Assigned task » After finding the line with "balanced outer parentheses." in the entries below, retype exactly each line from there through the line with "let mut start = None;", including that final line.

The records »
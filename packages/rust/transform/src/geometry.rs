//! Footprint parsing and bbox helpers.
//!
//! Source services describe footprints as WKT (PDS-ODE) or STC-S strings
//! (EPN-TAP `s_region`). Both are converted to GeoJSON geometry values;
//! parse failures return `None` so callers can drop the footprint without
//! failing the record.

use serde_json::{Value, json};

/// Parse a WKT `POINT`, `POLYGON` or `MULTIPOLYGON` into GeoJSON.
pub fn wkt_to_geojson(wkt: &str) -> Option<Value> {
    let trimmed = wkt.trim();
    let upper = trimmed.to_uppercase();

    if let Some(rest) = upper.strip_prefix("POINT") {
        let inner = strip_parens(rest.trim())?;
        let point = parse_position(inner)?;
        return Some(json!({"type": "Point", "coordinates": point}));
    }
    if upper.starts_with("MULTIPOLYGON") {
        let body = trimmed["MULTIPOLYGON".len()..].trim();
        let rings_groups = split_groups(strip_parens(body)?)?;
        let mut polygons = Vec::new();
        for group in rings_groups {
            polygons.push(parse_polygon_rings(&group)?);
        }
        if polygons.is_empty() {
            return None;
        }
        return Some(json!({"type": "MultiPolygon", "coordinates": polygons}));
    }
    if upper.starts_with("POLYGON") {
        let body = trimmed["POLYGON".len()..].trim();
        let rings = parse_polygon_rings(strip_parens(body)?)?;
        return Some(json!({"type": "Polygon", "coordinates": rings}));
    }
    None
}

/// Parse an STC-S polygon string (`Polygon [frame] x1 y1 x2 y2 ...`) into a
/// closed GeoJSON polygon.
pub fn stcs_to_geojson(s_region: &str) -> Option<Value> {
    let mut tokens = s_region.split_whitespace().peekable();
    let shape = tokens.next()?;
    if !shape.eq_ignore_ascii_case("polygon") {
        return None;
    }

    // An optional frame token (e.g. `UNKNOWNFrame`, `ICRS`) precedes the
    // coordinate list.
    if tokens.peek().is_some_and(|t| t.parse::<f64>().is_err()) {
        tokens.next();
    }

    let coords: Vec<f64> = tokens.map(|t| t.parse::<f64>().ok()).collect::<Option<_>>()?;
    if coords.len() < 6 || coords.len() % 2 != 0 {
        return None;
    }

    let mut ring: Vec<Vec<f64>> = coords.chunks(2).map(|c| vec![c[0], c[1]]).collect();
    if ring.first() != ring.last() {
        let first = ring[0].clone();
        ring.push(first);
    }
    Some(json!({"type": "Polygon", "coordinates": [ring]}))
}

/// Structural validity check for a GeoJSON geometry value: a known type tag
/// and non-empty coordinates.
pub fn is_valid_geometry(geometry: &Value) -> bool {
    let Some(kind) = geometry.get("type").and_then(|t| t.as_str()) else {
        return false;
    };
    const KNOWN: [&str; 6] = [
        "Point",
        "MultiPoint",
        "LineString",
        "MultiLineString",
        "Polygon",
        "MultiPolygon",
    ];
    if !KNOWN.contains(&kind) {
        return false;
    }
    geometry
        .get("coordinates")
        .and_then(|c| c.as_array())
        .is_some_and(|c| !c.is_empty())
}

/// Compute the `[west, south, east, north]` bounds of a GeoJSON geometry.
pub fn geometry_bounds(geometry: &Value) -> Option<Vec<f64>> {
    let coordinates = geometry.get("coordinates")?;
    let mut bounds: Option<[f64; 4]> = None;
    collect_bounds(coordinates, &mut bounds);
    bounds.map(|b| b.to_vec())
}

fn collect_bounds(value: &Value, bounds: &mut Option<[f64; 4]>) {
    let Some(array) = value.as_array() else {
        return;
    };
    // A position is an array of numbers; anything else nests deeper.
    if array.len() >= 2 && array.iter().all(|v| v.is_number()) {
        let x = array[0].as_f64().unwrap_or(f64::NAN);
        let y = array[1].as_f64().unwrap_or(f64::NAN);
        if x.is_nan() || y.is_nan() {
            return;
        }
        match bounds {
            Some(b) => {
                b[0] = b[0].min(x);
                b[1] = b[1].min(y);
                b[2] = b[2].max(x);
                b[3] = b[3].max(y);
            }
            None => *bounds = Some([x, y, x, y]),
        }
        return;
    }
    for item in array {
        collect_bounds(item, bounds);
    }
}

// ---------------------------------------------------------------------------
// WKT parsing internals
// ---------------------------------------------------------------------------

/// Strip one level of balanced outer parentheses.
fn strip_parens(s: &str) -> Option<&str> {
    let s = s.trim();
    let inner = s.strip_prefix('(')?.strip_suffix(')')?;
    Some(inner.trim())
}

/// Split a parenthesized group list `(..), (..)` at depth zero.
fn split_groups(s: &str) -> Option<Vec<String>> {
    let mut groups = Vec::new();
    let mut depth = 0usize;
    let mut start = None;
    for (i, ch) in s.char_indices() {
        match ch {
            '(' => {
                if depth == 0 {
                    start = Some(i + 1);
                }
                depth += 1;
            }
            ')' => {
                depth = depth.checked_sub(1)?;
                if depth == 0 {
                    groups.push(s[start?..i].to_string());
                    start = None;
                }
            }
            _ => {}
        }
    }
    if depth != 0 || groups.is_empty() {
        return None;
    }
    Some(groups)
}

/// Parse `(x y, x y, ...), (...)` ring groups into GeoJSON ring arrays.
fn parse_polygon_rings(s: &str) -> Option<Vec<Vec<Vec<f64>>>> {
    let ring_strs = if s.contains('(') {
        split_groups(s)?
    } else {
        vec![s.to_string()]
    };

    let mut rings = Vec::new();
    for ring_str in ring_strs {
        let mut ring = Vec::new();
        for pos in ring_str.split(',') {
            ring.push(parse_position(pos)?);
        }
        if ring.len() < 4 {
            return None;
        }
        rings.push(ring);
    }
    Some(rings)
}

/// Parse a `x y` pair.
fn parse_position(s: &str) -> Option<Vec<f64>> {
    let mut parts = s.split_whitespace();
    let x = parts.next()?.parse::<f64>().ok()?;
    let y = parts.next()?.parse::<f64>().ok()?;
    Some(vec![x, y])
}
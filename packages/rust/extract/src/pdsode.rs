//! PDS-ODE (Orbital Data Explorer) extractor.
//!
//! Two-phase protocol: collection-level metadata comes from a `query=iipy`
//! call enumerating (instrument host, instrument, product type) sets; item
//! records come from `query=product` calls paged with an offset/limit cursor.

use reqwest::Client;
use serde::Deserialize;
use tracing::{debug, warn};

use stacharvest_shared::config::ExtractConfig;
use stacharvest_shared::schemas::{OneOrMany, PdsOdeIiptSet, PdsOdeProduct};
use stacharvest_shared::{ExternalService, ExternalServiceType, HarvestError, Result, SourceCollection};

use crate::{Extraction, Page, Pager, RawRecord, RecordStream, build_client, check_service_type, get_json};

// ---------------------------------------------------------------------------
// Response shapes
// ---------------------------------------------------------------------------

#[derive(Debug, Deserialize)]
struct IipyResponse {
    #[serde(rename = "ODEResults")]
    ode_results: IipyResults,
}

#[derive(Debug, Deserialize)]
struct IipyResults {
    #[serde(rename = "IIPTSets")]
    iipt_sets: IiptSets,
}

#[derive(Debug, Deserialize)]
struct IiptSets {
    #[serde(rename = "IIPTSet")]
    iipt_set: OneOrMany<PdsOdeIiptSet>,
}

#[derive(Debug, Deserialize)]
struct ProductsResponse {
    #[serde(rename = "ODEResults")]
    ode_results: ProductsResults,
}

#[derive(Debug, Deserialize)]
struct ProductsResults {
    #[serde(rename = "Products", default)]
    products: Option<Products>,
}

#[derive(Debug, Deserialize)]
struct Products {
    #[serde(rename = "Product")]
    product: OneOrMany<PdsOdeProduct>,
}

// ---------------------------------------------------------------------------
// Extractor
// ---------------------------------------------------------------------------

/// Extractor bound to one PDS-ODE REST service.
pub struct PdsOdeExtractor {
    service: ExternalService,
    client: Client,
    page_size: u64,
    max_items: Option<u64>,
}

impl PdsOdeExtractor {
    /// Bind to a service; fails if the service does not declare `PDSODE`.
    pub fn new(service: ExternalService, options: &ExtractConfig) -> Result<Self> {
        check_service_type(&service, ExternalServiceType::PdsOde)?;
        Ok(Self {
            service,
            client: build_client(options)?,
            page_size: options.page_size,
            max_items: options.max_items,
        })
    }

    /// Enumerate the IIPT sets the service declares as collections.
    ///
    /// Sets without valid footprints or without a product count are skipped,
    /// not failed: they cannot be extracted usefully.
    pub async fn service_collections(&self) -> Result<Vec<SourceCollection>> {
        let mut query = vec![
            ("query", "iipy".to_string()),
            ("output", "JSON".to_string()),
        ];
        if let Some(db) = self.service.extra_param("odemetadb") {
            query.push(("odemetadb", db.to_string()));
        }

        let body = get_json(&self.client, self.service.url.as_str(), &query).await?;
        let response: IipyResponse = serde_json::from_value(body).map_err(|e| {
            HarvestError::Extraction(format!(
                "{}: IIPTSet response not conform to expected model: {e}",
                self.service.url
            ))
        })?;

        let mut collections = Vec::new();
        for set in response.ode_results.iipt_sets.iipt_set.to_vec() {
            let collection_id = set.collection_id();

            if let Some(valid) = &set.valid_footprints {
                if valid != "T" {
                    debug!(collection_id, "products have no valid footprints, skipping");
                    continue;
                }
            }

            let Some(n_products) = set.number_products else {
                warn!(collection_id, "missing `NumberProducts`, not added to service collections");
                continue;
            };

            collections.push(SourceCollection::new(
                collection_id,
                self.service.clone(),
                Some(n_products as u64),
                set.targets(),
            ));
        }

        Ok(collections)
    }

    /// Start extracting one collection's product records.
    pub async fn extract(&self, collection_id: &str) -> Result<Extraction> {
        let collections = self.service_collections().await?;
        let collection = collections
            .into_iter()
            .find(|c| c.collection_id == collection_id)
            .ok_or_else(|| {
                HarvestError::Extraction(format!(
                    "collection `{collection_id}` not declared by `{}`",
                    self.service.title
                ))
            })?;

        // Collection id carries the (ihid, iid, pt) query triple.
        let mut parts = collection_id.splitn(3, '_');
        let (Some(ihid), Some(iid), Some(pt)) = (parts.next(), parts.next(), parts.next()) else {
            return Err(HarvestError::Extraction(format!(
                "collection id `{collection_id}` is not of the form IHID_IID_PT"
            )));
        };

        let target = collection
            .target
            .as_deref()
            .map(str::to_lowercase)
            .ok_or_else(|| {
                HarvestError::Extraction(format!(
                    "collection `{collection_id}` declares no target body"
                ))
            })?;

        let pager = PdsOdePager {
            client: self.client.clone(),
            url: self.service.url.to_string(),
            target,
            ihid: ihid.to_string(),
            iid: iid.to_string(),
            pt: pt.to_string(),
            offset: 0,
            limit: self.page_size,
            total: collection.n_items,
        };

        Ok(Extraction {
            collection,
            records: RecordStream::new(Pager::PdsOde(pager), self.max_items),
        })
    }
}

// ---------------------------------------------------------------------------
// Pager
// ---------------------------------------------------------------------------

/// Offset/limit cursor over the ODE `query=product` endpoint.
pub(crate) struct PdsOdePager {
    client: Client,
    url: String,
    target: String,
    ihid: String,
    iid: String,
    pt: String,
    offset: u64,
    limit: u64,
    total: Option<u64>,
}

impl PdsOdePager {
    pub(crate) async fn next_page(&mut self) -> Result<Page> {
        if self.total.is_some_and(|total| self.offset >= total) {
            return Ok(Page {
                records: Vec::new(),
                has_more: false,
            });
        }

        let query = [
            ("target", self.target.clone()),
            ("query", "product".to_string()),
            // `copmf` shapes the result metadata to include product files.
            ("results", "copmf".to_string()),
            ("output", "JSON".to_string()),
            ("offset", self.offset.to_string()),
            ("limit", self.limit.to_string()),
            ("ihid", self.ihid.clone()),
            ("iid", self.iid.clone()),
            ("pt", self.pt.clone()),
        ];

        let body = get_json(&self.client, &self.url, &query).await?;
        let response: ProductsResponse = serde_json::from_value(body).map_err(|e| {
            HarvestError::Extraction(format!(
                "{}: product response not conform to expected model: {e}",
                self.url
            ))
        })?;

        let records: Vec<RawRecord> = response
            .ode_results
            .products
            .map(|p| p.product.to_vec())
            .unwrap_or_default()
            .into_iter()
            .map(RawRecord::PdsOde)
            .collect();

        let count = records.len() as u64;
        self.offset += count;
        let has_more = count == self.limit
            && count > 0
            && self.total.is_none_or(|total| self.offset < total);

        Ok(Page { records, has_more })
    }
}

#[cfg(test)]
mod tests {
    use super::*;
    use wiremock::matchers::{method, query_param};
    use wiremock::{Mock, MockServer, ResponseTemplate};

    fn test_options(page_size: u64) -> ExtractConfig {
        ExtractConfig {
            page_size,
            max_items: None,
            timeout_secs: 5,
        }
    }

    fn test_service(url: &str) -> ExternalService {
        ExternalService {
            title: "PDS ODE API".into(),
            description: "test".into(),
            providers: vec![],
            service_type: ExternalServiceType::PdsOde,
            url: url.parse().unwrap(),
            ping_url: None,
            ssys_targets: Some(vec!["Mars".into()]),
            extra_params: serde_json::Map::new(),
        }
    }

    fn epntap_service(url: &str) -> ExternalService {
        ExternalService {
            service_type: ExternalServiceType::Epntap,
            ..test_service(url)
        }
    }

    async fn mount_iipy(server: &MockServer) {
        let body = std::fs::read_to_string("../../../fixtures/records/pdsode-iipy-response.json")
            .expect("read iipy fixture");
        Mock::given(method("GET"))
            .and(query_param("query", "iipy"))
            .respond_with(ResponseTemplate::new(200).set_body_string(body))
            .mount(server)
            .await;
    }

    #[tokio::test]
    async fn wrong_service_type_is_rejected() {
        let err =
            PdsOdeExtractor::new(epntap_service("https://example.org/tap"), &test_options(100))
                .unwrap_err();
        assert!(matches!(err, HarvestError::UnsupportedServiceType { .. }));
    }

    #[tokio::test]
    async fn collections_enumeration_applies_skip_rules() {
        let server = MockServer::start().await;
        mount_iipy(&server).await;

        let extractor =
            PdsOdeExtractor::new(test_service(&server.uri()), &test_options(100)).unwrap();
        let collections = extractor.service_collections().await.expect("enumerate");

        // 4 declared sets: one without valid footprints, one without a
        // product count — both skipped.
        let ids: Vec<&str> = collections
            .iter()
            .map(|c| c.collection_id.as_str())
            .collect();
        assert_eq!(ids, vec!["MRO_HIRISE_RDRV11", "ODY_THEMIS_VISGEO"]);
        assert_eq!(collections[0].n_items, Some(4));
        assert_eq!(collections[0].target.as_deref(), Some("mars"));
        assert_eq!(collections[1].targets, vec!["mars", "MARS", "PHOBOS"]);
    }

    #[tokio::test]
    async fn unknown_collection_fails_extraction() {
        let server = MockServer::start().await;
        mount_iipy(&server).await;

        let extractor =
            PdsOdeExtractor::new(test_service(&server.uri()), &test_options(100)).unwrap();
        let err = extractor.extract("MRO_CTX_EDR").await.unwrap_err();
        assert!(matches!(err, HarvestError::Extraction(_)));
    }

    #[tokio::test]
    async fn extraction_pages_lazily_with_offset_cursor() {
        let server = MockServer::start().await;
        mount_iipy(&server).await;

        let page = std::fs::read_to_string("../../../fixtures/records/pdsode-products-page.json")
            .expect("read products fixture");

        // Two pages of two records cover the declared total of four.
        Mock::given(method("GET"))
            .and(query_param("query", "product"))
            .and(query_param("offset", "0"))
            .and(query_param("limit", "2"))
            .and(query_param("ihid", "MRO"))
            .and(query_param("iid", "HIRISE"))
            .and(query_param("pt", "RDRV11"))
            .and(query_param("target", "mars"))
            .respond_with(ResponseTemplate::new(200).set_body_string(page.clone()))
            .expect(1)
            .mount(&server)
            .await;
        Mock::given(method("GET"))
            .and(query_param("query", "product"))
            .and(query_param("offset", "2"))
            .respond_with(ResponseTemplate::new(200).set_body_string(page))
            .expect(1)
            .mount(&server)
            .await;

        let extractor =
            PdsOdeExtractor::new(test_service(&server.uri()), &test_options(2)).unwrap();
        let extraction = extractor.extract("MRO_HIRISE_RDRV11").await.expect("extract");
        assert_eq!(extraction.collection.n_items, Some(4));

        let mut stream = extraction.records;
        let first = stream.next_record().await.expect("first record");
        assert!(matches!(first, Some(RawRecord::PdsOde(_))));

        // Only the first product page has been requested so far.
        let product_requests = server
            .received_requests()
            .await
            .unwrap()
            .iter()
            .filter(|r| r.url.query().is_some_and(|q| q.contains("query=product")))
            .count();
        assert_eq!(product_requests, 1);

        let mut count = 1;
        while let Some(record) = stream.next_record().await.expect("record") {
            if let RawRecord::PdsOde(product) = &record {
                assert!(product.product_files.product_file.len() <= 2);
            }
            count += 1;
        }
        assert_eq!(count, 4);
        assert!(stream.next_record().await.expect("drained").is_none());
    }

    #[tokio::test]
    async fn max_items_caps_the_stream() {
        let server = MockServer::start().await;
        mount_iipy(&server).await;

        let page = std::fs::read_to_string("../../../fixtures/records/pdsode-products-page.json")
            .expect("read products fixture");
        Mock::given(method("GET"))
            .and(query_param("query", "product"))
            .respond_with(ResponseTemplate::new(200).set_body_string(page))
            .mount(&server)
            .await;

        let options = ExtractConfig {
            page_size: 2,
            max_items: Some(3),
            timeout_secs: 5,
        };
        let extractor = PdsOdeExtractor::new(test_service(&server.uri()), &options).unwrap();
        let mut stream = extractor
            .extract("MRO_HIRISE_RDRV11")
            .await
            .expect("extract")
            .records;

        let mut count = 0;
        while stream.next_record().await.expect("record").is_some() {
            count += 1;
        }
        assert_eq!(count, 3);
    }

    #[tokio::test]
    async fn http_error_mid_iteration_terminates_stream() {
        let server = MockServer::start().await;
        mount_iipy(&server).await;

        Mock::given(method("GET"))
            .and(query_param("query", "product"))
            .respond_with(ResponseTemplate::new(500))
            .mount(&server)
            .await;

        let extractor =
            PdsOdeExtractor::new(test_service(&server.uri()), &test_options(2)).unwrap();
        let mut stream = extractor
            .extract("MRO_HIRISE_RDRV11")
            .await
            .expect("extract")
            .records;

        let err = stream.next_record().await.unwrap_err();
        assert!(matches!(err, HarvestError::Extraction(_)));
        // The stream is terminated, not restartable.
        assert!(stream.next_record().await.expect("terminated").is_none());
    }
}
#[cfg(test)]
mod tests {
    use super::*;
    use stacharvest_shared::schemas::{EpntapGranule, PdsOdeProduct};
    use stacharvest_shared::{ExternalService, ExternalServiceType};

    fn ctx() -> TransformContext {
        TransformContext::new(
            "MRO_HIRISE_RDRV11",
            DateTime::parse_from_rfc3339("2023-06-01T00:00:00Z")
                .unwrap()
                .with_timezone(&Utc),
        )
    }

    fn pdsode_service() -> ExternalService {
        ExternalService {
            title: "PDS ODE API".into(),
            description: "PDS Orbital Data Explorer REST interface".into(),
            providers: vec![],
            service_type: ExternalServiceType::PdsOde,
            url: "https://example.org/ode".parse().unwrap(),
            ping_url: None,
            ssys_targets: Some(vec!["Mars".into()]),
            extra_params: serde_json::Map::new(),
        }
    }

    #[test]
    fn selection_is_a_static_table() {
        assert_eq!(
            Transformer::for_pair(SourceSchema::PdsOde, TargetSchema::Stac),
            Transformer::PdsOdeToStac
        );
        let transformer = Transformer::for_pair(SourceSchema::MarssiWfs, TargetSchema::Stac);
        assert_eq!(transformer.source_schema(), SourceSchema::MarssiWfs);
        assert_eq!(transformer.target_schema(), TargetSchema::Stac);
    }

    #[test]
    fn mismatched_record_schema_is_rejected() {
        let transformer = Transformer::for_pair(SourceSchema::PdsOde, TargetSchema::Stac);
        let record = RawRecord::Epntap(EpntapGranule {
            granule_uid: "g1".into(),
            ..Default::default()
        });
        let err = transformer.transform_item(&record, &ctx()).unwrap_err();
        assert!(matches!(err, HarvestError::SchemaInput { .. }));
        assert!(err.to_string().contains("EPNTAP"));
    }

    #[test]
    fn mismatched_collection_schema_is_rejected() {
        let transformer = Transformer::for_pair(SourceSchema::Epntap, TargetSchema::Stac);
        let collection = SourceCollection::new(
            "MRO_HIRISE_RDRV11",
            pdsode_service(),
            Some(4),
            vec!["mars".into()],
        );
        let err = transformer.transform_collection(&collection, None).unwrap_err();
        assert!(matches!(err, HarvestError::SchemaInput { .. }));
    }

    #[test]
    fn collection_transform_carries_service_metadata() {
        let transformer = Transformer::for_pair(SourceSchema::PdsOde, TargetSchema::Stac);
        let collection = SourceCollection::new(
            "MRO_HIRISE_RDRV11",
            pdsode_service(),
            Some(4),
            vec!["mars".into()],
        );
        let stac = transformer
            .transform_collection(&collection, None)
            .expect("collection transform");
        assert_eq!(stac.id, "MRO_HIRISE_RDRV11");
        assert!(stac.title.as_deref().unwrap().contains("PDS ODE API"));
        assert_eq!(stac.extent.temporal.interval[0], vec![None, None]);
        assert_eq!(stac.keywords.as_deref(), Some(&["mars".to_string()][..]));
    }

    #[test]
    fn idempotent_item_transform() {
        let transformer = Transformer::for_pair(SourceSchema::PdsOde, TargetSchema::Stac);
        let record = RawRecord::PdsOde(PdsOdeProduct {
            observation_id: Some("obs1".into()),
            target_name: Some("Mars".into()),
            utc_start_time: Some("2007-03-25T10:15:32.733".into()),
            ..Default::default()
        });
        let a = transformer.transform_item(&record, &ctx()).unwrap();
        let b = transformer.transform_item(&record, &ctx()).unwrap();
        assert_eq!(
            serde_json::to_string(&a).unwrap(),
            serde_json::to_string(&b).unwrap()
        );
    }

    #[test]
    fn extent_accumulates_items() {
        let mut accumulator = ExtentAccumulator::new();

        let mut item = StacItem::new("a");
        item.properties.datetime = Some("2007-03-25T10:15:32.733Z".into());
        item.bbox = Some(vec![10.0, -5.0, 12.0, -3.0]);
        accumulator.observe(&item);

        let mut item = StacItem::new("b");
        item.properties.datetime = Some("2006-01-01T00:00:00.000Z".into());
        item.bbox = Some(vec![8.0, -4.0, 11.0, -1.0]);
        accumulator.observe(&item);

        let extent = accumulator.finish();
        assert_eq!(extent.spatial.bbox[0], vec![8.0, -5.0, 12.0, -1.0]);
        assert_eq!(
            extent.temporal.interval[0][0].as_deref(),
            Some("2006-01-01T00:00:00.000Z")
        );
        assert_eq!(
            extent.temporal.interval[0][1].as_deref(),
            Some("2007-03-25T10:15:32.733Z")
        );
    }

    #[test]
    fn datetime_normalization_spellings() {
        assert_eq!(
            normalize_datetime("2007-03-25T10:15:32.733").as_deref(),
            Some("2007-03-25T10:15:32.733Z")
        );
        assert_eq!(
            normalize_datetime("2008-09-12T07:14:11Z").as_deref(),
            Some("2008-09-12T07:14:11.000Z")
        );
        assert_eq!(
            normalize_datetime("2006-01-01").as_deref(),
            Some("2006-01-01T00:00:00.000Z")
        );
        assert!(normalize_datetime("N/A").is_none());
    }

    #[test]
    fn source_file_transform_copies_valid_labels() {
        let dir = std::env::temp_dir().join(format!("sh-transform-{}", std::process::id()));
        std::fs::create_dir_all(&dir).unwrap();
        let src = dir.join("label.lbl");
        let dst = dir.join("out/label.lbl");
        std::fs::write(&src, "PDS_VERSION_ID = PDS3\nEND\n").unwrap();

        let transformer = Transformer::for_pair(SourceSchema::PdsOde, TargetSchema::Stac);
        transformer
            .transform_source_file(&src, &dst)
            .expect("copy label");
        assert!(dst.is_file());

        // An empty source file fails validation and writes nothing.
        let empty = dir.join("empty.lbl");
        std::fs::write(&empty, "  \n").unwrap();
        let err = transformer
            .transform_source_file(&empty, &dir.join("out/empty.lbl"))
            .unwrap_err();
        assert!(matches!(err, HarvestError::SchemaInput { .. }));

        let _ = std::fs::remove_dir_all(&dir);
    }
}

Result of this task »
/// Strip one level of balanced outer parentheses.
fn strip_parens(s: &str) -> Option<&str> {
    let s = s.trim();
    let inner = s.strip_prefix('(')?.strip_suffix(')')?;
    Some(inner.trim())
}

/// Split a parenthesized group list `(..), (..)` at depth zero.
fn split_groups(s: &str) -> Option<Vec<String>> {
    let mut groups = Vec::new();
    let mut depth = 0usize;
    let mut start = None;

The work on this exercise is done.